Agents that commonly cause acute kidney injury and some of their clinical manifestations are summarized in Table 527-1. Mechanisms of injury often help to explain the presentation; multiple toxic exposures in patients with complicated clinical histories often limit the ability to clearly establish clinical cause and effect. For example, diminished urine output may be the clinical hallmark of tubular obstruction cause by agents such as methotrexate or agents that cause acute tubular necrosis such as amphotericin B or pentamidine. Alternatively, nephrogenic diabetes insipidus may be the critical clinical manifestation of agents that cause interstitial nephritis such as lithium or cisplatin. Nephrotoxicity is often reversible if the noxious agent is promptly removed.
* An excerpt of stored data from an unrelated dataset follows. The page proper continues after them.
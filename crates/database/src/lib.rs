//! SQLite persistence layer for Agent Hub.
//!
//! This crate provides async database operations for the agent catalog,
//! users, the subscription ledger, conversation messages and provider API
//! keys using SQLx with SQLite.
//!
//! # Example
//!
//! ```no_run
//! use database::{subscription, Database};
//!
//! #[tokio::main]
//! async fn main() -> Result<(), Box<dyn std::error::Error>> {
//!     // Connect and run migrations
//!     let db = Database::connect("sqlite:agent_hub.db?mode=rwc").await?;
//!     db.migrate().await?;
//!
//!     let agents = subscription::list_subscribed_agents(db.pool(), "user-1").await?;
//!     println!("{} agents", agents.len());
//!
//!     Ok(())
//! }
//! ```

pub mod agent;
pub mod api_key;
pub mod error;
pub mod message;
pub mod models;
pub mod stats;
pub mod subscription;
pub mod user;
pub mod validation;

pub use error::{DatabaseError, Result};
pub use models::{AdminStats, Agent, ApiKey, Message, NewAgent, Subscription, User};
pub use validation::ValidationError;

use sqlx::sqlite::{SqliteConnectOptions, SqlitePoolOptions};
use sqlx::SqlitePool;
use std::str::FromStr;

/// Database connection wrapper.
#[derive(Debug, Clone)]
pub struct Database {
    pool: SqlitePool,
}

impl Database {
    /// Default pool size for database connections.
    /// Set high enough to handle concurrent chat turns.
    const DEFAULT_POOL_SIZE: u32 = 20;

    /// Connect to a SQLite database.
    ///
    /// The URL should be in the format `sqlite:path/to/db.sqlite?mode=rwc`.
    /// Use `?mode=rwc` to create the database file if it doesn't exist.
    ///
    /// # Example
    ///
    /// ```no_run
    /// # async fn example() -> database::Result<()> {
    /// let db = database::Database::connect("sqlite:data/agent_hub.db?mode=rwc").await?;
    /// # Ok(())
    /// # }
    /// ```
    pub async fn connect(url: &str) -> Result<Self> {
        Self::connect_with_pool_size(url, Self::DEFAULT_POOL_SIZE).await
    }

    /// Connect to a SQLite database with a custom pool size.
    pub async fn connect_with_pool_size(url: &str, pool_size: u32) -> Result<Self> {
        let options = SqliteConnectOptions::from_str(url)?
            .create_if_missing(true)
            .foreign_keys(true);

        let pool = SqlitePoolOptions::new()
            .max_connections(pool_size)
            .acquire_timeout(std::time::Duration::from_secs(30))
            .connect_with(options)
            .await?;

        tracing::info!(
            "Connected to database: {} (pool size: {})",
            url,
            pool_size
        );

        Ok(Self { pool })
    }

    /// Open a migrated, private in-memory database.
    ///
    /// Every SQLite `:memory:` connection is its own database, so the pool
    /// is pinned to one connection that is never recycled.
    pub async fn connect_in_memory() -> Result<Self> {
        let options = SqliteConnectOptions::from_str("sqlite::memory:")?.foreign_keys(true);

        let pool = SqlitePoolOptions::new()
            .max_connections(1)
            .min_connections(1)
            .idle_timeout(None)
            .max_lifetime(None)
            .connect_with(options)
            .await?;

        let db = Self { pool };
        db.migrate().await?;
        Ok(db)
    }

    /// Run database migrations.
    ///
    /// This should be called once after connecting to ensure the schema is up to date.
    pub async fn migrate(&self) -> Result<()> {
        tracing::info!("Running database migrations...");

        sqlx::migrate!("./migrations").run(&self.pool).await?;

        tracing::info!("Migrations complete");
        Ok(())
    }

    /// Get a reference to the connection pool.
    pub fn pool(&self) -> &SqlitePool {
        &self.pool
    }

    /// Close the database connection pool.
    pub async fn close(&self) {
        self.pool.close().await;
    }
}


#[cfg(test)]
mod tests {
    use super::test_support::*;
    use super::*;

    #[tokio::test]
    async fn test_user_crud() {
        let db = test_db().await;

        // Create
        let user = User {
            id: "test-uuid-123".to_string(),
            name: "Alice".to_string(),
            email: "alice@example.com".to_string(),
            role: "user".to_string(),
            plan: "free".to_string(),
            join_date: "2025-06-01".to_string(),
        };
        user::create_user(db.pool(), &user).await.unwrap();

        // Read
        let fetched = user::get_user(db.pool(), &user.id).await.unwrap();
        assert_eq!(fetched.name, "Alice");

        // Update
        user::update_access(db.pool(), &user.id, "admin", "bundle")
            .await
            .unwrap();
        let fetched = user::get_user(db.pool(), &user.id).await.unwrap();
        assert_eq!(fetched.role, "admin");
        assert_eq!(fetched.plan, "bundle");

        // List
        let users = user::list_users(db.pool()).await.unwrap();
        assert_eq!(users.len(), 1);

        // Duplicate
        let result = user::create_user(db.pool(), &user).await;
        assert!(matches!(result, Err(DatabaseError::AlreadyExists { .. })));
    }

    #[tokio::test]
    async fn test_admin_stats() {
        let db = test_db().await;
        let agent = agent::create_agent(db.pool(), &new_agent("Tagline Pro"))
            .await
            .unwrap();
        subscription::insert_active(db.pool(), "u1", agent.id, "2025-06-01T00:00:00.000Z")
            .await
            .unwrap();
        message::append(
            db.pool(),
            "u1",
            agent.id,
            "user",
            "hello",
            "2025-06-01T00:00:01.000Z",
        )
        .await
        .unwrap();

        let stats = stats::admin_stats(db.pool()).await.unwrap();
        assert_eq!(stats.active_agents, 1);
        assert_eq!(stats.active_subscriptions, 1);
        assert_eq!(stats.messages, 1);
        assert_eq!(stats.users, 0);
    }
}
Table 527-1 RENAL SYNDROMES PRODUCED BY NEPHROTOXINS

NEPHROTIC SYNDROME

NEPHROGENIC DIABETES INSIPIDUS

RENAL VASCULITIS

THROMBOTIC MICROANGIOPATHY

NEPHROCALCINOSIS OR NEPHROLITHIASIS

ACUTE RENAL FAILURE

OBSTRUCTIVE UROPATHY

FANCONI SYNDROME

RENAL TUBULAR ACIDOSIS

INTERSTITIAL NEPHRITIS

Clinically necessary potential nephrotoxins should be used judiciously, not summarily avoided. Necessity of exposure, dosing parameters, and the use of drug levels or pharmacogenomic data, when available, should always be considered. Caution is particularly critical for patients with complex medical conditions that include pre-existing renal disease, cardiac disease, diabetes, and/or complicated surgeries. Alternative modalities of care provision should be also be considered when possible. Imaging modalities such as ultrasonography, radionuclide scanning, or magnetic resonance imaging may be preferable to contrast studies in some patients. Alternatively, judicious volume expansion with or without the administration of N-acetylcysteine might offer renoprotection when radioiodinated contrast studies are critical. Pharmacologic agents with no known renal effects can often be substituted for known nephrotoxins with equal clinical efficacy. In all cases, simultaneous use of known nephrotoxins should be avoided whenever necessary.